Hemen söyleyelim; o tür konuşmalar-düşünceler-davranışlar doğru değildir. Her şey kader dediğimiz ilahi proğram dahilinde olur, onun dışında hiçbir şey cereyan etmez. Kaderinde sözünü ettiğin yere gitmek, o kişiyle görüşüp konuşmak varsa, sen onun aksini yapamazsın. Mü’mine yakışan; kadere-kazaya rızadır, mazeret aramak-üretmek değil elbet.

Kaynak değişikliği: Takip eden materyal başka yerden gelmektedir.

//! Built-in FirstBank site catalog.
//!
//! The content the public site ships with: personal, business, digital, and
//! investment banking pages, support pages, and account entry points.

use super::traits::DocumentSource;
use crate::error::CatalogResult;
use crate::models::{DocumentKind, IndexedDocument};
use chrono::NaiveDate;

/// Document source for the built-in site content.
#[derive(Debug, Clone, Copy, Default)]
pub struct BuiltinCatalog;

impl BuiltinCatalog {
    /// Create the built-in catalog source.
    pub fn new() -> Self {
        Self
    }
}

impl DocumentSource for BuiltinCatalog {
    fn load(&self) -> CatalogResult<Vec<IndexedDocument>> {
        Ok(builtin_documents())
    }

    fn name(&self) -> &str {
        "builtin"
    }
}

fn updated_on(doc: IndexedDocument, year: i32, month: u32, day: u32) -> IndexedDocument {
    match NaiveDate::from_ymd_opt(year, month, day) {
        Some(date) => doc.with_last_updated(date),
        None => doc,
    }
}

/// All built-in documents, in catalog order.
pub fn builtin_documents() -> Vec<IndexedDocument> {
    vec![
        updated_on(
            IndexedDocument::new(
                "personal-banking",
                "Personal Banking",
                "Personal banking services including savings accounts, current accounts, student accounts, debit cards, credit cards, personal loans, home loans, auto loans, mobile banking, internet banking",
                "/personal-banking",
                DocumentKind::Page,
                "Banking Services",
                &["personal", "banking", "accounts", "savings", "current", "student", "cards", "loans", "mobile", "internet"],
            )
            .with_description("Comprehensive personal banking solutions for all your financial needs"),
            2024,
            1,
            15,
        ),
        IndexedDocument::new(
            "savings-account",
            "FirstSave Account",
            "Savings account with competitive interest rates, no minimum balance, mobile banking access, ATM access, online banking, SMS alerts. Earn 3.5% interest rate with no monthly fees.",
            "/personal-banking/accounts",
            DocumentKind::Product,
            "Accounts",
            &["savings", "account", "interest", "mobile", "banking", "ATM", "online", "SMS", "alerts", "firstsave"],
        )
        .with_description("High-yield savings account with competitive rates and no fees"),
        IndexedDocument::new(
            "current-account",
            "FirstCurrent Account",
            "Current account with checkbook, overdraft facility, business banking tools, priority support. 0.5% interest rate with comprehensive business features.",
            "/personal-banking/accounts",
            DocumentKind::Product,
            "Accounts",
            &["current", "account", "checkbook", "overdraft", "business", "tools", "priority", "support", "firstcurrent"],
        )
        .with_description("Feature-rich current account for everyday banking needs"),
        IndexedDocument::new(
            "student-account",
            "FirstStudent Account",
            "Student account with no monthly fees, student discounts, educational resources. 2.0% interest rate designed specifically for students.",
            "/personal-banking/accounts",
            DocumentKind::Product,
            "Accounts",
            &["student", "account", "no", "fees", "discounts", "educational", "resources", "firststudent"],
        )
        .with_description("Special banking account designed for students with exclusive benefits"),
        IndexedDocument::new(
            "credit-cards",
            "Credit Cards",
            "FirstCredit Classic and Premium credit cards with 0% intro APR, rewards program, fraud protection, travel insurance, airport lounge access, concierge service",
            "/personal-banking/cards",
            DocumentKind::Product,
            "Cards",
            &["credit", "cards", "rewards", "travel", "insurance", "lounge", "access", "concierge", "fraud", "protection", "firstcredit"],
        )
        .with_description("Premium credit cards with exclusive benefits and rewards"),
        IndexedDocument::new(
            "debit-cards",
            "Debit Cards",
            "FirstCard Classic and Gold debit cards with contactless payment, global acceptance, online shopping, higher limits, travel insurance, purchase protection",
            "/personal-banking/cards",
            DocumentKind::Product,
            "Cards",
            &["debit", "cards", "contactless", "global", "acceptance", "online", "shopping", "travel", "insurance", "firstcard"],
        )
        .with_description("Secure debit cards for convenient everyday transactions"),
        IndexedDocument::new(
            "personal-loans",
            "Personal Loans",
            "Personal loans with quick approval, flexible repayment, no collateral required. Starting from 12.5% interest rate up to $50,000 for up to 5 years.",
            "/personal-banking/loans",
            DocumentKind::Product,
            "Loans",
            &["personal", "loans", "quick", "approval", "flexible", "repayment", "no", "collateral", "interest", "rate"],
        )
        .with_description("Flexible personal loans with competitive rates and quick approval"),
        IndexedDocument::new(
            "home-loans",
            "Home Loans",
            "Home loans with competitive rates, property insurance, tax benefits. Starting from 8.5% interest rate up to $500,000 for up to 30 years.",
            "/personal-banking/loans",
            DocumentKind::Product,
            "Loans",
            &["home", "loans", "mortgage", "property", "insurance", "tax", "benefits", "competitive", "rates"],
        )
        .with_description("Affordable home loans to help you buy your dream home"),
        IndexedDocument::new(
            "auto-loans",
            "Auto Loans",
            "Auto loans with quick processing, flexible tenure, attractive interest rates. Starting from 10.5% for new and used cars up to $100,000 for up to 7 years.",
            "/personal-banking/loans",
            DocumentKind::Product,
            "Loans",
            &["auto", "loans", "car", "vehicle", "quick", "processing", "flexible", "tenure", "new", "used"],
        )
        .with_description("Convenient auto loans for new and used vehicles"),
        IndexedDocument::new(
            "business-banking",
            "Business Banking",
            "Business banking solutions for SME and corporate clients including business accounts, trade finance, business loans, cash management, POS terminals",
            "/business-banking",
            DocumentKind::Page,
            "Business Services",
            &["business", "banking", "SME", "corporate", "trade", "finance", "loans", "cash", "management", "POS"],
        )
        .with_description("Comprehensive business banking solutions for companies of all sizes"),
        IndexedDocument::new(
            "sme-banking",
            "SME Banking",
            "Small and Medium Enterprise banking with business advisory, POS terminals, trade finance, dedicated relationship manager",
            "/business-banking/sme",
            DocumentKind::Service,
            "Business Services",
            &["SME", "small", "medium", "enterprise", "advisory", "POS", "terminals", "trade", "finance", "relationship"],
        )
        .with_description("Specialized banking services for small and medium enterprises"),
        IndexedDocument::new(
            "corporate-banking",
            "Corporate Banking",
            "Corporate banking with dedicated relationship manager, treasury services, international banking, cash management solutions",
            "/business-banking/corporate",
            DocumentKind::Service,
            "Business Services",
            &["corporate", "banking", "treasury", "services", "international", "cash", "management", "dedicated", "relationship"],
        )
        .with_description("Premium corporate banking services for large enterprises"),
        IndexedDocument::new(
            "digital-banking",
            "Digital Banking",
            "Digital banking services including mobile banking app, internet banking, API banking, digital payments, online transactions",
            "/digital-banking",
            DocumentKind::Page,
            "Digital Services",
            &["digital", "banking", "mobile", "app", "internet", "API", "payments", "online", "transactions"],
        )
        .with_description("Modern digital banking solutions for the connected world"),
        IndexedDocument::new(
            "mobile-banking",
            "Mobile Banking App",
            "Mobile banking app with biometric login, mobile check deposit, real-time alerts, card controls, location-based services",
            "/digital-banking/mobile",
            DocumentKind::Service,
            "Digital Services",
            &["mobile", "banking", "app", "biometric", "login", "check", "deposit", "alerts", "card", "controls"],
        )
        .with_description("Full-featured mobile banking app for banking on the go"),
        IndexedDocument::new(
            "internet-banking",
            "Internet Banking",
            "Secure online banking platform with account management, transfers, bill payments, loan applications, investment tracking",
            "/digital-banking/internet",
            DocumentKind::Service,
            "Digital Services",
            &["internet", "banking", "online", "secure", "transfers", "bill", "payments", "loan", "applications"],
        )
        .with_description("Comprehensive online banking platform with advanced features"),
        IndexedDocument::new(
            "investment-wealth",
            "Investment & Wealth Management",
            "Investment and wealth management services including fixed deposits, treasury bills, investment planning, wealth advisory, portfolio management",
            "/investment-wealth",
            DocumentKind::Page,
            "Investment Services",
            &["investment", "wealth", "management", "fixed", "deposits", "treasury", "bills", "planning", "advisory", "portfolio"],
        )
        .with_description("Professional investment and wealth management services"),
        IndexedDocument::new(
            "fixed-deposits",
            "Fixed Deposits",
            "Fixed deposits with competitive interest rates, flexible terms from 30 days to 180 days, secure returns, government backing",
            "/investment-wealth/fixed-deposits",
            DocumentKind::Product,
            "Investment Products",
            &["fixed", "deposits", "competitive", "interest", "rates", "flexible", "terms", "secure", "returns"],
        )
        .with_description("Secure fixed deposit investments with attractive returns"),
        IndexedDocument::new(
            "treasury-bills",
            "Treasury Bills",
            "Government treasury bills with competitive yields, 91-day, 182-day, and 364-day terms, government-backed securities",
            "/investment-wealth/treasury-bills",
            DocumentKind::Product,
            "Investment Products",
            &["treasury", "bills", "government", "securities", "yields", "competitive", "backed", "safe"],
        )
        .with_description("Government-backed treasury bills for secure investments"),
        IndexedDocument::new(
            "customer-support",
            "Customer Support",
            "24/7 customer support with phone support, live chat, email support, branch network, security center, FAQs",
            "/support",
            DocumentKind::Page,
            "Support Services",
            &["customer", "support", "24/7", "phone", "live", "chat", "email", "branch", "network", "security", "FAQs"],
        )
        .with_description("Comprehensive customer support available 24/7"),
        IndexedDocument::new(
            "faqs",
            "Frequently Asked Questions",
            "Common questions about account opening, password reset, banking hours, fees, interest rates, loan applications, card services",
            "/support/faqs",
            DocumentKind::Page,
            "Help & Information",
            &["FAQ", "questions", "answers", "account", "opening", "password", "reset", "banking", "hours", "fees"],
        )
        .with_description("Find quick answers to frequently asked questions"),
        IndexedDocument::new(
            "security-center",
            "Security Center",
            "Banking security information, fraud protection, two-factor authentication, secure login, account protection, security tips",
            "/support/security",
            DocumentKind::Page,
            "Security & Safety",
            &["security", "center", "fraud", "protection", "two-factor", "authentication", "secure", "login", "account"],
        )
        .with_description("Comprehensive security information and protection measures"),
        IndexedDocument::new(
            "about-firstbank",
            "About FirstBank",
            "FirstBank International Limited established in 1894, leading banking services, 130 years of excellence, London headquarters, global presence",
            "/about",
            DocumentKind::Page,
            "Company Information",
            &["about", "firstbank", "international", "limited", "established", "1894", "leading", "banking", "excellence", "London"],
        )
        .with_description("Learn about FirstBank's history and commitment to excellence"),
        IndexedDocument::new(
            "contact-us",
            "Contact Us",
            "Contact FirstBank through phone, email, live chat, branch locations, customer service, support team, business hours",
            "/contact",
            DocumentKind::Page,
            "Contact Information",
            &["contact", "phone", "email", "live", "chat", "branch", "locations", "customer", "service", "support"],
        )
        .with_description("Get in touch with FirstBank through multiple contact channels"),
        IndexedDocument::new(
            "online-banking-login",
            "Online Banking Login",
            "Secure online banking login with two-factor authentication, account access, transaction history, bill payments",
            "https://ebanking.example.com",
            DocumentKind::Navigation,
            "Digital Access",
            &["online", "banking", "login", "secure", "two-factor", "authentication", "account", "access"],
        )
        .with_description("Secure access to your online banking account"),
        IndexedDocument::new(
            "open-account",
            "Open New Account",
            "Open new bank account online, account application, personal information, account types, savings, current, student accounts",
            "https://ebanking.example.com/open-account",
            DocumentKind::Navigation,
            "Account Services",
            &["open", "account", "new", "application", "personal", "information", "savings", "current", "student"],
        )
        .with_description("Start your banking journey by opening a new account"),
    ]
}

Ebu Hüreyre (r.a.) Rasûlullah Efendimizin (s.a.v.) şöyle buyurduğunu haber veriyor:

“…Bir musibet başına gelirse: 'Eğer şöyle yapsaydım bu başıma gelmezdi' deme. (Bu sözde kaderi tenkit manası vardır. Oysa onu da) 'Allah takdir etmiştir. Onun dilediği olur!' de! Zira 'eğer' kelimesi (ile başlayan düşünce ve konuşmalar) şeytan işine kapı açar. (Yani şeytan, kadere çatmayı kalbe atar, vesvese verir.) " [Müslim, Sahih, Kader, 34, h. no: 2664]

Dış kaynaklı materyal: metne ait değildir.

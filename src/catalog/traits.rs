use crate::error::CatalogResult;
use crate::models::IndexedDocument;

/// Source of the documents a search index is built from.
///
/// Provides abstraction over where site content comes from,
/// enabling different implementations (built-in, JSON file, in-memory).
pub trait DocumentSource: Send + Sync {
    /// Load every document, in index order.
    fn load(&self) -> CatalogResult<Vec<IndexedDocument>>;

    /// Short human-readable name used in logs.
    fn name(&self) -> &str;
}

İmam Nevevî (rh.) der ki: Hadis-i şerifte mâzî sîgası ile 'lev: eğer-şayet' kelimesinin kullanılışı, sıkça geçmiştir. Ortaya çıkan durum şu ki; bunu kullanmaktan nehiy, boş şeylerle ilgili olarak kullanılmamalıdır. Bu da tahrimî değil tenzihî bir nehiydir, yasaklamadır. Ama kişi ibadet hususundaki kusurlarından dolayı üzüntülerini ifade etmek için söylemişse bu sözü, bunda bir beis yoktur. Hadiste gelen "eğer"li benzer ifadelerin çoğu bu manaya hamledilmiştir."

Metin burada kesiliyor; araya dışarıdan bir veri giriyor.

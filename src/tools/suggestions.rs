//! Suggestion tools for the search box dropdown.

use super::recent::RecentSearches;
use crate::observability::MetricsTracker;
use crate::search::SearchEngine;
use std::sync::Arc;

/// Type-ahead suggestions, popular searches, and recent searches.
#[derive(Clone)]
pub struct SuggestionTools {
    engine: Arc<SearchEngine>,
    recent: Arc<RecentSearches>,
    default_limit: usize,
    metrics: MetricsTracker,
}

impl SuggestionTools {
    /// Create new suggestion tools.
    ///
    /// `recent` should be the same history the search tools record into.
    pub fn new(
        engine: Arc<SearchEngine>,
        recent: Arc<RecentSearches>,
        default_limit: usize,
        metrics: MetricsTracker,
    ) -> Self {
        Self {
            engine,
            recent,
            default_limit,
            metrics,
        }
    }

    /// Words from the catalog containing `partial_query`.
    pub fn suggestions(&self, partial_query: &str, limit: Option<usize>) -> Vec<String> {
        let limit = limit.unwrap_or(self.default_limit);
        let suggestions = self.engine.get_suggestions(partial_query, limit);
        self.metrics.track_suggestion_request(suggestions.len());
        suggestions
    }

    /// Fixed list of common queries.
    pub fn popular(&self) -> Vec<String> {
        self.engine
            .get_popular_searches()
            .iter()
            .map(|s| s.to_string())
            .collect()
    }

    /// Recently submitted queries, most recent first.
    pub fn recent(&self) -> Vec<String> {
        let mut queries = self.recent.list();
        queries.reverse();
        queries
    }
}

Ancak şunu da unutmamak gerekir; İslami terminolojide "beis yoktur" demek, o fiilin (işin/davranışın) terki/yapılmaması evladır, daha iyidir demektir.

***

Bir hadis-i kudside şöyle buyrulmuştur:

“Ben o Allah’ım ki, benden başka ilah yoktur. Kaderime teslim olan, belâma sabreden ve verdiğim nîmetlere şükredenin ismini indimde ‘sıddîk’ diye yazarım ve onu sıddîklarla berâber haşrederim. Kaderime teslim olmayan, belâma sabretmeyen ve verdiğim nîmetlere şükretmeyen kimse, (kendine) benden başka bir rab arasın!” (Heysemî, Mecmau’z-zevâid, VI/207)

***

Bir fakir, maddi sıkıntılarından dolayı hâlinden şikâyet etmeyip, Allâh’ın takdîrine rızâ gösterirse; bu onun için belki ebediyet zenginliğine vesîle olacaktır.

Halbuki o fakir, bu dünyada zengin olsa, ihtimal ki sâhip olduğu imkânlar benliğini tahrîk edip nefsinde bir güç-kuvvet-kudret vehmi doğuracak... Ve yine belki gaflet içinde sefahete (zevke ve eğlenceye, elindekileri alabildiğine israf ederek kullanmaya) ve rehâvete (gevşeklik-atâlet-uyuşukluk-ihmâl ve gayretsizliğe) dalarak ebedî saâdeti hebâ edecektir.

Tabiî ki bunun zıddı da mümkündür. Ama genelde kaçta kaç olur böyleleri...

Velhâsıl mü’min, içinde bulunduğu her hâli güzel görüp 'ilâhî takdir ve tanzîme râzı olarak', onu ebediyet kazancına bir fırsat bilmeli... Sabır, sükûn, şükür, itaat ve teslîmiyet üzere yaşamaya gayret etmelidir.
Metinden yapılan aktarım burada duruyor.